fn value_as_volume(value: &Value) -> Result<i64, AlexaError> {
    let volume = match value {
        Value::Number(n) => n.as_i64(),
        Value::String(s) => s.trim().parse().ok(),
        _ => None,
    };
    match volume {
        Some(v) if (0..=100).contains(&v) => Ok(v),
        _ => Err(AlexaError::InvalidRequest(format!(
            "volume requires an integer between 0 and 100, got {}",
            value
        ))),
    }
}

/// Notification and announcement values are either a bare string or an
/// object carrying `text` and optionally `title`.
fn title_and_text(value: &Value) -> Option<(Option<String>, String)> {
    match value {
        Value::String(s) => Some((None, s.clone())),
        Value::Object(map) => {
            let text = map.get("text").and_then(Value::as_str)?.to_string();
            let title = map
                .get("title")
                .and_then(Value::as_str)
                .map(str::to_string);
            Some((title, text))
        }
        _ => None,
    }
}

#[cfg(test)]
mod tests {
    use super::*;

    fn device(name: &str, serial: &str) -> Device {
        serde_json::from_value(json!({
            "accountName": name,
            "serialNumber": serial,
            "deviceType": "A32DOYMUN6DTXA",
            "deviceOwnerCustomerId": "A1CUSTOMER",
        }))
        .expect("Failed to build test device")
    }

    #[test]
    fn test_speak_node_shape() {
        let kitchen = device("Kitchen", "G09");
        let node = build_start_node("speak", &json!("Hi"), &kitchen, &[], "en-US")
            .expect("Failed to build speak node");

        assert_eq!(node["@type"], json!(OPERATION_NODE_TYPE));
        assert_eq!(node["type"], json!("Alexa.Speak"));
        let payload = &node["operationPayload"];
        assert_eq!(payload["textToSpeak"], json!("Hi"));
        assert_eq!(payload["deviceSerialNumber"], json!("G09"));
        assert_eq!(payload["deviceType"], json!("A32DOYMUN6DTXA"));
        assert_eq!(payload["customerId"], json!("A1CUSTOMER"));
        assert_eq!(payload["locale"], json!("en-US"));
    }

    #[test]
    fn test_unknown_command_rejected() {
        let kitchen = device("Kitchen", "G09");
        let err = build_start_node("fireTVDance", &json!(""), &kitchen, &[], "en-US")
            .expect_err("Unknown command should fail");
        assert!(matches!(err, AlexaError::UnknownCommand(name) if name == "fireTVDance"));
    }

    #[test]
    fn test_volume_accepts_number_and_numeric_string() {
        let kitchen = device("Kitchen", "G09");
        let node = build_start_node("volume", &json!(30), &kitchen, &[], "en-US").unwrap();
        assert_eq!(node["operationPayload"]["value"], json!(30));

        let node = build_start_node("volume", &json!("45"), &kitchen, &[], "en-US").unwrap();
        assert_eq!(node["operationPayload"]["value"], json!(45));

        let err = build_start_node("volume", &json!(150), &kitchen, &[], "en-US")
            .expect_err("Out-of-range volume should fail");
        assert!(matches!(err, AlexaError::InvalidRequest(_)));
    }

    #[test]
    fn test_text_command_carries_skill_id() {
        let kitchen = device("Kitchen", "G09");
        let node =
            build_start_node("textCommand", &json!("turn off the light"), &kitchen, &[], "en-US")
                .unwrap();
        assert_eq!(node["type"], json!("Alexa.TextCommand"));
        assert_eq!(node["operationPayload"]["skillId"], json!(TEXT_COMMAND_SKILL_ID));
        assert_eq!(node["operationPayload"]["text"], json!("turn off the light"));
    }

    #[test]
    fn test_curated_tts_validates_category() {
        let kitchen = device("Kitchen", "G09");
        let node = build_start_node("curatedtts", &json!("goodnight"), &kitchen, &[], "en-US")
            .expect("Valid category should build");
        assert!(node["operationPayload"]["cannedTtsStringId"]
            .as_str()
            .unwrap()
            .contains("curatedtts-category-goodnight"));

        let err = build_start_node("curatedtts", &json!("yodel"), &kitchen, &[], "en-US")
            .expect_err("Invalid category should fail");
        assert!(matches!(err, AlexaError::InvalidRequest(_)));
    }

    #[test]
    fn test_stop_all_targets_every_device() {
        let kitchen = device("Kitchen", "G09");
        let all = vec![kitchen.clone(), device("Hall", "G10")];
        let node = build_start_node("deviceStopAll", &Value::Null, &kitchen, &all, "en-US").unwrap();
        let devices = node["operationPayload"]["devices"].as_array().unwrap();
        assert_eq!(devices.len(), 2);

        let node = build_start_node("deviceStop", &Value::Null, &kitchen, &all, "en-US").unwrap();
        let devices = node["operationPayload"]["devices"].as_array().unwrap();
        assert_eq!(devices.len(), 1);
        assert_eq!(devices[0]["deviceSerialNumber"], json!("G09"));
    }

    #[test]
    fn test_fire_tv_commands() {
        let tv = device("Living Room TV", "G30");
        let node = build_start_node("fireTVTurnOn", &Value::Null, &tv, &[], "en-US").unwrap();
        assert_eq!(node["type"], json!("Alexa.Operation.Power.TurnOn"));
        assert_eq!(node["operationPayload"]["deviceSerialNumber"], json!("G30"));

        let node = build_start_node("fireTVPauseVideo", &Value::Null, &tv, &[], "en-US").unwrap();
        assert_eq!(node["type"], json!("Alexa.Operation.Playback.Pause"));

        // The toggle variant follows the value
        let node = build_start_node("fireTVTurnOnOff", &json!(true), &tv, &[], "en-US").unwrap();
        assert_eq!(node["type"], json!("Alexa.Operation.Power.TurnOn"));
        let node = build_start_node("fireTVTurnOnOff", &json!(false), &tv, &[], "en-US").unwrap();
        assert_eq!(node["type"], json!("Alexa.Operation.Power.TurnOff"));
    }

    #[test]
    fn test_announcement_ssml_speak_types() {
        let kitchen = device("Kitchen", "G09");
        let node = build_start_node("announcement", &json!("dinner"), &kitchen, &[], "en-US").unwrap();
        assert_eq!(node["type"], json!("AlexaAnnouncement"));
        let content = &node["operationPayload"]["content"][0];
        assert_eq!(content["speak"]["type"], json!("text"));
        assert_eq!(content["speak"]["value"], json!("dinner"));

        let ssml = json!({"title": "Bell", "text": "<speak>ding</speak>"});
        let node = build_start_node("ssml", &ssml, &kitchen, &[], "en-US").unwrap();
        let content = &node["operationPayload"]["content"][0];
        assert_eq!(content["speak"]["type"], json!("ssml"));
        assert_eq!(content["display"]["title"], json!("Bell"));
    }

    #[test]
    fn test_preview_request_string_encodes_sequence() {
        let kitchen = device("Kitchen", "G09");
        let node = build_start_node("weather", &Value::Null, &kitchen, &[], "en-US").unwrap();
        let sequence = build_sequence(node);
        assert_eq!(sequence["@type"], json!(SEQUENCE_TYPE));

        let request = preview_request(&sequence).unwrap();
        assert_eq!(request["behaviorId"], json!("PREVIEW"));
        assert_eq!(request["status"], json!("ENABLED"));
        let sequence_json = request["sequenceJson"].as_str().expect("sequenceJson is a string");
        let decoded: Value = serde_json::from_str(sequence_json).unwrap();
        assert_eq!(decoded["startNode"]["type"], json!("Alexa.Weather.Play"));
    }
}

........

● **TASK DESCRIPTION**: Please return every line of the material above that includes "should".

● **WRITTEN ANSWER**:
            .expect_err("Unknown command should fail");
            .expect_err("Out-of-range volume should fail");
            .expect("Valid category should build");
            .expect_err("Invalid category should fail");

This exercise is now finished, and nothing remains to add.